The Amazon Cloud

There are two things you can rent from Amazon: 1) CPUs (processors) and RAM (memory), 2) Harddrive space. I'll start explaining by how to rent CPUs and RAM to do your analysis on the cloud and will then explain how to rent harddrive space. CPUs and RAM are provided in what Amazon calls instances. The rent for an instance is priced according to how much processing power and memory you want to rent; the more of each you want the more money you have to shell out (at present the biggest, most powerful instance you can rent runs you about $2.30/hour).

Prerequisites and Starting your Server in the Cloud

Somehow I have to interact with the cloud. I will log into our server at Amazon using openSSH which should be installed by default on any Mac, Linux, or other Unix-like machine. I could also log in to the Amazon instance using PUTTY on Windows (I won't explain this here, but there is a short tutorial regarding this here).

You will only have to create a key-file for your computer once. After you set up the key you can keep using it in the future. The first thing I need to do is create a keyfile that I will use to log in to the instance I will create below. First I need to sign in to Amazon's Web Services here and sign in using the email address and password that either Mariya or I can give you (if you're not part of our lab you'll have to sign up using a credit card). Once signed in you need to select the EC2 tab at the top and select key-pairs in the lower right-hand corner. You should be on a webpage that looks like the following.

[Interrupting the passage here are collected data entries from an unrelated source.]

use std::io::Write;
use std::path::Path;

use anyhow::{Context, Result};
use base64::engine::general_purpose::STANDARD;
use base64::Engine;
use tempfile::NamedTempFile;

/// Request-scoped cookie jar for the extractor. The decoded blob lives in
/// a named temporary file that is removed when this value drops, whichever
/// way the enclosing request ends.
pub struct CookieFile {
    file: NamedTempFile,
}

impl CookieFile {
    pub fn materialize(blob: &str) -> Result<Self> {
        let bytes = STANDARD
            .decode(blob.trim())
            .context("decoding cookie blob")?;
        let mut file = NamedTempFile::new().context("creating cookie file")?;
        file.write_all(&bytes).context("writing cookie file")?;
        file.flush().context("flushing cookie file")?;
        Ok(Self { file })
    }

    pub fn path(&self) -> &Path {
        self.file.path()
    }
}
use anyhow::{Context, Result};
use clap::Parser;
use tracing::{info, warn};
use tracing_subscriber::filter::{EnvFilter, LevelFilter};

mod config;
mod media;
mod server;

#[derive(Parser, Debug)]
#[command(author, version, about, long_about = None)]
struct Args {
    /// Path to the config file
    #[arg(short, long)]
    config: Option<String>,
}

fn get_config_path(args: &Args) -> Option<String> {
    if let Some(path) = &args.config {
        return Some(path.clone());
    }

    if let Ok(path) = std::env::var("CONFIG_FILE") {
        return Some(path);
    }

    if let Ok(xdg_config_home) = std::env::var("XDG_CONFIG_HOME") {
        let config_path = format!("{}/vidgrab/config.toml", xdg_config_home);
        if std::path::Path::new(&config_path).exists() {
            return Some(config_path);
        }
    }

    if let Some(home) = dirs::home_dir() {
        let config_path = format!("{}/.config/vidgrab/config.toml", home.display());
        if std::path::Path::new(&config_path).exists() {
            return Some(config_path);
        }
    }

    None
}

#[tokio::main]
async fn main() -> Result<()> {
    let args = Args::parse();

    let settings = if let Some(config_path) = get_config_path(&args) {
        config::Settings::from_file(&config_path)
            .with_context(|| format!("Failed to load config from {}", config_path))?
    } else {
        config::Settings::default()
    }
    .apply_env();

    let env_filter = EnvFilter::builder()
        .with_default_directive(LevelFilter::INFO.into())
        .from_env_lossy();

    if settings.log_format == "json" {
        tracing_subscriber::fmt()
            .json()
            .with_env_filter(env_filter)
            .init();
    } else {
        tracing_subscriber::fmt().with_env_filter(env_filter).init();
    }

    info!("Starting vidgrab...");

    if !media::probe().await {
        warn!("yt-dlp is not available; extraction requests will fail");
    }

    server::run(settings).await
}
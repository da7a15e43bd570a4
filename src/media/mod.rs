mod cookies;
mod error;
mod extractor;
mod platform;
mod resolver;
mod types;
mod ytdlp;

pub use error::MediaError;
pub use platform::Platform;
pub use resolver::DEFAULT_QUALITY;
pub use types::{DownloadResolution, MediaDescriptor};
pub use ytdlp::probe;

use std::sync::Arc;

use extractor::{Extractor, InstagramExtractor, YoutubeExtractor};
use tracing::info;
use ytdlp::YtDlp;

/// Front door for the two media operations. Holds one extractor per
/// platform path; the caller classifies the URL once and passes the
/// platform in so it can also map failures to the right status class.
pub struct MediaService {
    youtube: YoutubeExtractor,
    instagram: InstagramExtractor,
}

impl MediaService {
    pub fn new(cookie_blob: Option<String>) -> Self {
        let adapter = Arc::new(YtDlp::new(cookie_blob));
        Self {
            youtube: YoutubeExtractor::new(adapter.clone()),
            instagram: InstagramExtractor::new(adapter),
        }
    }

    pub async fn describe(
        &self,
        platform: Platform,
        url: &str,
    ) -> Result<MediaDescriptor, MediaError> {
        let extractor = self.extractor_for(platform);
        info!(url, extractor = extractor.name(), "describe request");
        extractor.describe(url).await
    }

    pub async fn resolve(
        &self,
        platform: Platform,
        url: &str,
        quality: &str,
    ) -> Result<DownloadResolution, MediaError> {
        let extractor = self.extractor_for(platform);
        info!(
            url,
            quality,
            extractor = extractor.name(),
            "download resolution request"
        );
        extractor.resolve(url, quality).await
    }

    fn extractor_for(&self, platform: Platform) -> &dyn Extractor {
        match platform {
            Platform::YoutubeClass => &self.youtube,
            Platform::InstagramClass => &self.instagram,
        }
    }
}
use serde::Serialize;
use serde_json::Value;

/// Container extensions the API reports. Anything else the extractor
/// declares coerces to mp4.
#[derive(Debug, Clone, Copy, PartialEq, Eq, Serialize)]
#[serde(rename_all = "lowercase")]
pub enum Container {
    Mp4,
    Webm,
    Mkv,
}

impl Container {
    pub fn coerce(raw: Option<&str>) -> Self {
        match raw {
            Some("mp4") => Self::Mp4,
            Some("webm") => Self::Webm,
            Some("mkv") => Self::Mkv,
            _ => Self::Mp4,
        }
    }
}

#[derive(Debug, Clone, Copy, PartialEq, Eq, Serialize)]
#[serde(rename_all = "lowercase")]
pub enum MediaType {
    Video,
}

/// One entry of the extractor's `formats` array. Every field is optional
/// in the wild; heights are coerced to 0 when absent or non-numeric so
/// ordering over them is total, and empty URL strings are treated as
/// absent.
#[derive(Debug, Clone, Default, PartialEq)]
pub struct RawFormat {
    pub format_id: String,
    pub ext: Option<String>,
    pub height: u32,
    pub filesize: Option<f64>,
    pub vcodec: Option<String>,
    pub format_note: Option<String>,
    pub quality: Option<String>,
    pub url: Option<String>,
}

impl RawFormat {
    pub fn from_value(value: &Value) -> Self {
        Self {
            format_id: value["format_id"].as_str().unwrap_or("").to_string(),
            ext: non_empty_str(&value["ext"]),
            height: height_or_zero(&value["height"]),
            filesize: value["filesize"].as_f64(),
            vcodec: non_empty_str(&value["vcodec"]),
            format_note: non_empty_str(&value["format_note"]),
            quality: non_empty_str(&value["quality"]),
            url: non_empty_str(&value["url"]),
        }
    }

    /// Audio-only entries declare `vcodec: "none"`. A missing codec field
    /// counts as video.
    pub fn has_video(&self) -> bool {
        self.vcodec.as_deref() != Some("none")
    }
}

/// Top-level fields of one extraction, defensively defaulted.
#[derive(Debug, Clone, Default)]
pub struct Extraction {
    pub title: Option<String>,
    pub thumbnail: Option<String>,
    pub duration: Option<f64>,
    pub uploader: Option<String>,
    pub ext: Option<String>,
    pub height: u32,
    pub filesize: Option<f64>,
    pub url: Option<String>,
    pub format_id: Option<String>,
    pub formats: Vec<RawFormat>,
}

impl Extraction {
    pub fn from_value(value: &Value) -> Self {
        Self {
            title: non_empty_str(&value["title"]).or_else(|| non_empty_str(&value["fulltitle"])),
            thumbnail: non_empty_str(&value["thumbnail"]),
            duration: value["duration"].as_f64(),
            uploader: non_empty_str(&value["uploader"]),
            ext: non_empty_str(&value["ext"]),
            height: height_or_zero(&value["height"]),
            filesize: value["filesize"].as_f64(),
            url: non_empty_str(&value["url"]),
            format_id: non_empty_str(&value["format_id"]),
            formats: value["formats"]
                .as_array()
                .map(|formats| formats.iter().map(RawFormat::from_value).collect())
                .unwrap_or_default(),
        }
    }

    /// Carousel posts arrive as a collection; the first entry wins.
    pub fn from_first_entry(value: &Value) -> Self {
        Self::from_value(value["entries"].get(0).unwrap_or(value))
    }
}

fn non_empty_str(value: &Value) -> Option<String> {
    value
        .as_str()
        .filter(|s| !s.is_empty())
        .map(str::to_string)
}

fn height_or_zero(value: &Value) -> u32 {
    value.as_f64().map(|h| h as u32).unwrap_or(0)
}

/// Metadata plus the deduplicated quality variants for one URL. Built once
/// per extraction call and discarded after the response is sent.
#[derive(Debug, Clone, Serialize)]
pub struct MediaDescriptor {
    pub title: String,
    pub thumbnail: Option<String>,
    pub duration: Option<f64>,
    pub author: String,
    pub formats: Vec<EncodingOption>,
}

/// One downloadable rendition offered to the client.
#[derive(Debug, Clone, Serialize)]
pub struct EncodingOption {
    pub quality: String,
    #[serde(rename = "type")]
    pub media_type: MediaType,
    /// Size in megabytes, rounded to two decimals; 0 when unknown.
    pub filesize: f64,
    pub format_id: String,
    pub extension: Container,
    pub height: u32,
    /// Only the Instagram "Download" entry carries a direct URL.
    #[serde(skip_serializing_if = "Option::is_none")]
    pub url: Option<String>,
}

/// A single chosen encoding bound to a resolved direct-access URL.
/// Computed independently of any descriptor.
#[derive(Debug, Clone, Serialize)]
pub struct DownloadResolution {
    pub download_url: String,
    pub title: String,
    pub quality: String,
    /// Size in megabytes; `None` when the extractor did not report one.
    pub filesize: Option<f64>,
    pub format: Container,
    pub extension: Container,
}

Select "Create Key Pair" at the top. Give the key-pair a name and hit enter. A file with the extension .pem should start downloading onto your computer. Locate the downloaded file (it probably went to your downloads folder) and move it to some place you will be able to find it again in the future. Do not share this file with anyone! If you loose the file go to Amazon EC2, delete your key-pair and create a new key-pair to be safe. By default ssh keys are stored in a hidden directory called .ssh in your home folder.
cp ~/downloads/*.pem ~/.ssh/
## downloads is my downloads folder
Go to your .ssh folder and type ls -lh. You need to check the permissions of the key you just created.
-rw-r--r-- 1 user group 1.7K Sep 25 14:15 MyCloudKey.pem
As you can see everyone is allowed to read your key (if you can't follow me on this one read about file attributes here). Such lax permissions are a security risk since everyone can read your key; ssh won't let you use this key. Type the following to fix this problem.
chmod 600 MyCloudKey.pem
Now the permissions should look like this:
-rw------- 1 user group 1.7K Sep 25 14:15 MyCloudKey.pem
With the key-file created and set up we can start an instance and log in. Select Instances in the left-hand panel.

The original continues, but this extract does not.